Historisches über Hennen

Hennen um 1900
Hennen um 1900

Hennen wurde erstmals im Jahr 1150 als "Hennene" in den Werdener Urbaren genannt. Historiker und Sprachwissenschaftler schätzen die Entstehung des Namens und damit verbunden auch die Entstehung des Ortes allerdings auf die Zeit vor 800. Zur Ur- und Frühgeschichte Hennens liegen wenig verlässliche Daten vor. Allerdings legen steinzeitliche Funde im Bereich Iserlohns nahe, dass Siedlungen bereits weit vor dem Mittelalter in Iserlohns heutigen Stadtgrenzen entstanden sind.
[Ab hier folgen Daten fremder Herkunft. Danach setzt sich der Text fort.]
//! Step previews and the final report
//!
//! Previews are plain text meant for people; the final report is the
//! structured JSON document written to `final_report.json` and stored on the
//! project record.

use crate::types::{
    BurnRiskProfile, ExtractionSource, RiskAssessmentResult, RiskFinding, VisualResult,
};
use serde::{Deserialize, Serialize};
use std::path::PathBuf;

/// Entries shown per list in the risk preview
const PREVIEW_ITEMS: usize = 5;

/// Footnote marker that flags an OCR line as an on-screen annotation
pub const ANNOTATION_MARKER: char = '※';

pub const REPORT_DISCLAIMER: &str = "*This analysis is for reference only and does not guarantee \
the absence of social or legal risk.";

pub fn format_transcript(transcript: &str) -> String {
    let excerpt = match transcript.trim() {
        "" => "No usable speech was transcribed.",
        text => text,
    };
    format!("Transcription\n{}", excerpt)
}

pub fn format_ocr(ocr_text: &str) -> String {
    let excerpt = match ocr_text.trim() {
        "" => "No on-screen text was detected.",
        text => text,
    };
    format!("On-screen text (OCR)\n{}", excerpt)
}

pub fn format_visual(visual: &VisualResult) -> String {
    let summary = match visual.summary.trim() {
        "" => "Nothing notable in the visuals.",
        text => text,
    };
    let mut lines = vec![format!("Visual analysis\n{}", summary)];

    if !visual.segments.is_empty() {
        lines.push("\nExpression patterns".to_string());
        for segment in &visual.segments {
            let label = if segment.label.is_empty() {
                "Unlabelled"
            } else {
                segment.label.as_str()
            };
            lines.push(format!("- {}", label));
            if !segment.description.is_empty() {
                lines.push(format!("  {}", segment.description));
            }
            for shot in &segment.shots {
                let timecode = if shot.timecode.is_empty() {
                    "unknown"
                } else {
                    shot.timecode.as_str()
                };
                lines.push(format!("    - {}: {}", timecode, shot.description));
            }
        }
    }

    if !visual.risk_flags.is_empty() {
        lines.push("\nPoints of attention".to_string());
        lines.extend(visual.risk_flags.iter().map(|f| format!("- {}", f)));
    }
    lines.join("\n")
}

fn push_findings(lines: &mut Vec<String>, heading: &str, findings: &[RiskFinding]) {
    if findings.is_empty() {
        return;
    }
    lines.push(format!("  {}:", heading));
    for finding in findings.iter().take(PREVIEW_ITEMS) {
        lines.push(format!("    - {}: {}", finding.timecode, finding.detail));
    }
}

/// Risk summary: grades, top findings, violations and tags, burn risk, position
pub fn format_risk(risk: &RiskAssessmentResult) -> String {
    let mut lines = vec![
        "Integrated risk assessment".to_string(),
        format!("Social sensitivity: {} - {}", risk.social.grade, risk.social.reason),
        format!("Legal assessment: {} - {}", risk.legal.grade, risk.legal.reason),
    ];
    push_findings(&mut lines, "Social findings", &risk.social.findings);

    if let Some(recommendations) = risk.legal.recommendations.as_deref().filter(|r| !r.is_empty()) {
        lines.push(format!("Recommendations: {}", recommendations));
    }
    push_findings(&mut lines, "Legal findings", &risk.legal.findings);

    if !risk.legal.violations.is_empty() {
        lines.push("  Possible violations:".to_string());
        for violation in risk.legal.violations.iter().take(PREVIEW_ITEMS) {
            let mut detail = violation.expression.clone();
            if let Some(severity) = violation.severity.as_deref().filter(|s| !s.is_empty()) {
                detail = format!("[{}] {}", severity, detail);
            }
            if let Some(reference) = violation.reference.as_deref().filter(|r| !r.is_empty()) {
                detail = format!("{}: {}", reference, detail);
            }
            lines.push(format!("    - {}", detail));
        }
    }

    if let Some(burn) = risk.burn_risk.as_ref().filter(|b| !b.is_empty()) {
        lines.push(format!(
            "Burn risk: {} ({}) average {}",
            burn.grade.map(|g| g.as_str()).unwrap_or("N/A"),
            burn.label.as_deref().unwrap_or(""),
            burn.average
                .map(|a| format!("{:.2}", a))
                .unwrap_or_else(|| "N/A".to_string()),
        ));
    }
    lines.push(format!(
        "Position: X={} / Y={}",
        risk.matrix.position[0], risk.matrix.position[1]
    ));

    if !risk.tags.is_empty() {
        lines.push("\nTags".to_string());
        for tag in risk.tags.iter().take(PREVIEW_ITEMS) {
            lines.push(format!("- {}: {} / {}", tag.name, tag.grade, tag.reason));
        }
    }
    lines.join("\n")
}

/// Trimmed OCR lines carrying the annotation marker
pub fn ocr_annotations(ocr_text: &str) -> Vec<String> {
    ocr_text
        .lines()
        .filter(|line| line.contains(ANNOTATION_MARKER))
        .map(|line| line.trim().to_string())
        .collect()
}

#[derive(Debug, Clone, PartialEq, Serialize, Deserialize)]
pub struct ReportSections {
    pub transcription: String,
    pub ocr: String,
    pub video_analysis: String,
}

/// Paths of the selected / merged artifacts
#[derive(Debug, Clone, PartialEq, Serialize, Deserialize)]
pub struct ReportFiles {
    pub transcription: PathBuf,
    pub ocr: PathBuf,
    pub video_analysis: PathBuf,
    pub risk_assessment: PathBuf,
}

#[derive(Debug, Clone, PartialEq, Serialize, Deserialize)]
pub struct ReportMetadata {
    pub transcription_source: ExtractionSource,
    #[serde(default, skip_serializing_if = "Option::is_none")]
    pub transcription_note: Option<String>,
    #[serde(default, skip_serializing_if = "Option::is_none")]
    pub ocr_note: Option<String>,
    #[serde(default, skip_serializing_if = "Option::is_none")]
    pub video_note: Option<String>,
    #[serde(default, skip_serializing_if = "Vec::is_empty")]
    pub ocr_annotations: Vec<String>,
    #[serde(default, skip_serializing_if = "Option::is_none")]
    pub burn_risk: Option<BurnRiskProfile>,
}

/// One judgement run, with the extraction outputs of the run sharing its index
///
/// Extraction runs twice, so only iterations 1 and 2 carry extraction text.
#[derive(Debug, Clone, PartialEq, Serialize, Deserialize)]
pub struct IterationRecord {
    pub index: usize,
    #[serde(default)]
    pub transcription: Option<String>,
    #[serde(default)]
    pub ocr: Option<String>,
    #[serde(default)]
    pub video_analysis: Option<VisualResult>,
    pub risk: RiskAssessmentResult,
}

#[derive(Debug, Clone, PartialEq, Serialize, Deserialize)]
pub struct FinalReport {
    pub summary: String,
    pub sections: ReportSections,
    pub files: ReportFiles,
    pub metadata: ReportMetadata,
    pub risk: RiskAssessmentResult,
    pub iterations: Vec<IterationRecord>,
}

/// Selected extraction outputs with their provenance
#[derive(Debug, Clone)]
pub struct SelectedOutputs<'a> {
    pub transcript: &'a str,
    pub transcription_source: ExtractionSource,
    pub transcription_note: Option<String>,
    pub ocr_text: &'a str,
    pub ocr_note: Option<String>,
    pub visual: &'a VisualResult,
    pub video_note: Option<String>,
}

pub fn build_final_report(
    selected: SelectedOutputs<'_>,
    files: ReportFiles,
    risk: RiskAssessmentResult,
    iterations: Vec<IterationRecord>,
) -> FinalReport {
    let metadata = ReportMetadata {
        transcription_source: selected.transcription_source,
        transcription_note: selected.transcription_note,
        ocr_note: selected.ocr_note,
        video_note: selected.video_note,
        ocr_annotations: ocr_annotations(selected.ocr_text),
        burn_risk: risk.burn_risk.clone().filter(|b| !b.is_empty()),
    };

    FinalReport {
        summary: REPORT_DISCLAIMER.to_string(),
        sections: ReportSections {
            transcription: format_transcript(selected.transcript),
            ocr: format_ocr(selected.ocr_text),
            video_analysis: format_visual(selected.visual),
        },
        files,
        metadata,
        risk,
        iterations,
    }
}

#[cfg(test)]
mod tests {
    use super::*;
    use crate::judge::adapter::risk_fallback;
    use crate::types::{Grade, LegalViolation, RiskTag, VisualSegment, VisualShot};

    fn files() -> ReportFiles {
        ReportFiles {
            transcription: PathBuf::from("/ws/transcription.txt"),
            ocr: PathBuf::from("/ws/ocr.txt"),
            video_analysis: PathBuf::from("/ws/video_analysis.json"),
            risk_assessment: PathBuf::from("/ws/risk_assessment.json"),
        }
    }

    #[test]
    fn test_empty_text_sections_use_placeholders() {
        assert_eq!(format_transcript("  "), "Transcription\nNo usable speech was transcribed.");
        assert!(format_ocr("").ends_with("No on-screen text was detected."));
    }

    #[test]
    fn test_visual_preview_lists_shots_and_flags() {
        let visual = VisualResult {
            summary: "Two scenes".to_string(),
            segments: vec![VisualSegment {
                label: "Opening".to_string(),
                description: "Product close-up".to_string(),
                shots: vec![VisualShot {
                    timecode: "00:01".to_string(),
                    description: "Bottle on table".to_string(),
                }],
            }],
            risk_flags: vec!["alcohol".to_string()],
        };
        let text = format_visual(&visual);
        assert!(text.contains("- Opening"));
        assert!(text.contains("    - 00:01: Bottle on table"));
        assert!(text.contains("Points of attention\n- alcohol"));
    }

    #[test]
    fn test_risk_preview_caps_tags_and_shows_position() {
        let mut risk = risk_fallback("down");
        risk.tags = (0..7)
            .map(|i| RiskTag {
                name: format!("tag{}", i),
                grade: Grade::B,
                reason: "r".to_string(),
                detected_text: None,
                detected_timecode: None,
                risk_level: None,
                related_sub_tags: Vec::new(),
            })
            .collect();
        risk.legal.violations = vec![LegalViolation {
            reference: Some("景品表示法".to_string()),
            expression: "No.1".to_string(),
            severity: Some("high".to_string()),
            timecode: None,
        }];

        let text = format_risk(&risk);
        assert!(text.contains("- tag4:"));
        assert!(!text.contains("- tag5:"));
        assert!(text.contains("景品表示法: [high] No.1"));
        assert!(text.contains("Position: X=1 / Y=2"));
    }

    #[test]
    fn test_final_report_metadata_omits_absent_fields() {
        let visual = VisualResult::default();
        let report = build_final_report(
            SelectedOutputs {
                transcript: "hello",
                transcription_source: ExtractionSource::Ai,
                transcription_note: None,
                ocr_text: "SALE\n ※ 個人の感想です \n",
                ocr_note: None,
                visual: &visual,
                video_note: Some("stub".to_string()),
            },
            files(),
            risk_fallback("down"),
            Vec::new(),
        );

        assert_eq!(report.metadata.ocr_annotations, vec!["※ 個人の感想です"]);
        let json = serde_json::to_value(&report).unwrap();
        let metadata = json["metadata"].as_object().unwrap();
        assert_eq!(metadata["transcription_source"], "ai");
        assert_eq!(metadata["video_note"], "stub");
        assert!(!metadata.contains_key("transcription_note"));
        assert!(!metadata.contains_key("burn_risk"));

        let parsed: FinalReport = serde_json::from_value(json).unwrap();
        assert_eq!(parsed, report);
    }
}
Auch die Ortschaft Rheinen wurde nachweislich schon 890 als "Hreni" erwähnt.

Im 12. Jahrhundert wurde der Bau der bis heute erhaltenen Johanneskirche beendet. Zusammen mit den Orten Refflingsen, Leckingsen, Kalthof, Drüpplingsen, Rheinermark und Rheinen bildete Hennen so schon früh eine politische und zum Teil auch kirchliche Gemeinde.

Historische Ansichtskarte
Historische Ansichtskarte

Von ursprünglich drei adeligen Herrenhäusern stehen heute das Haus Hennen und die ehemalige Wasserburg Gerkendahl nicht mehr. Die ehemalige Wasserburg wurde um 1793 abgerissen, die letzten Burgreste im Jahr 1873 entfernt. Das auf dem Gelände der vormaligen Wasserburg errichtete Bauerngut "Haus Hennen" wurde im März 1945 von Bombern der Alliierten komplett zerstört. Stehen blieb nur eine alte Linde. Etwa zehn Jahre später wurde am Ort des alten Adelssitzes die Siedlung "Auf Haus Hennen" gebaut.
Dagegen ist das Haus Ohle bis heute erhalten.
Das domus Gercinole (Haus Gerkendahl) wird zuerst 1243 bei einem Vergleich zwischen den Grafen von der Mark und von Limburg als märkisches Lehngut genannt. Urkundlich erwähnt wird der hoff toe Ole (Haus Ohle) erstmals 1393, als ein Herman Wanthof den Adelssitz empfängt. Nach einem aufwändigen Umbau im Jahr 1967 gilt das Haus Ohle heute als hervorragend restauriert.

Die alte Chaussestraße
Die alte Chaussestraße

Bis in die frühe Neuzeit gehörten die oben genannten Ortschaften zum Großteil zur Grafschaft des benachbarten Limburg (heute Hagens Stadtteil Hohenlimburg). Lediglich der Ort Kalthof war Bestandteil der Grafschaft Mark.

Im Jahr 1713 wurde das Amt Hennen gebildet. Als amtsangehörige Gemeinde des Amtes Ergste kam Hennen im Jahr 1817 zum damaligen Kreis Iserlohn.
1910 erfolgte der Anschluss an die Eisenbahnlinie Schwerte-Iserlohn. In den 1930er Jahren begann der Ausbau der Thiele-Werke in Kalthof, die zum größten Kettenwerk Europas heranwachsen. Mit der kommunalen Neugliederung in Nordrhein-Westfalen wurde Hennen zum 1. Januar 1975 mit der Stadt Iserlohn zusammengeschlossen.

Im Jahre 2000 feierte Hennen das 850. Jubiläum.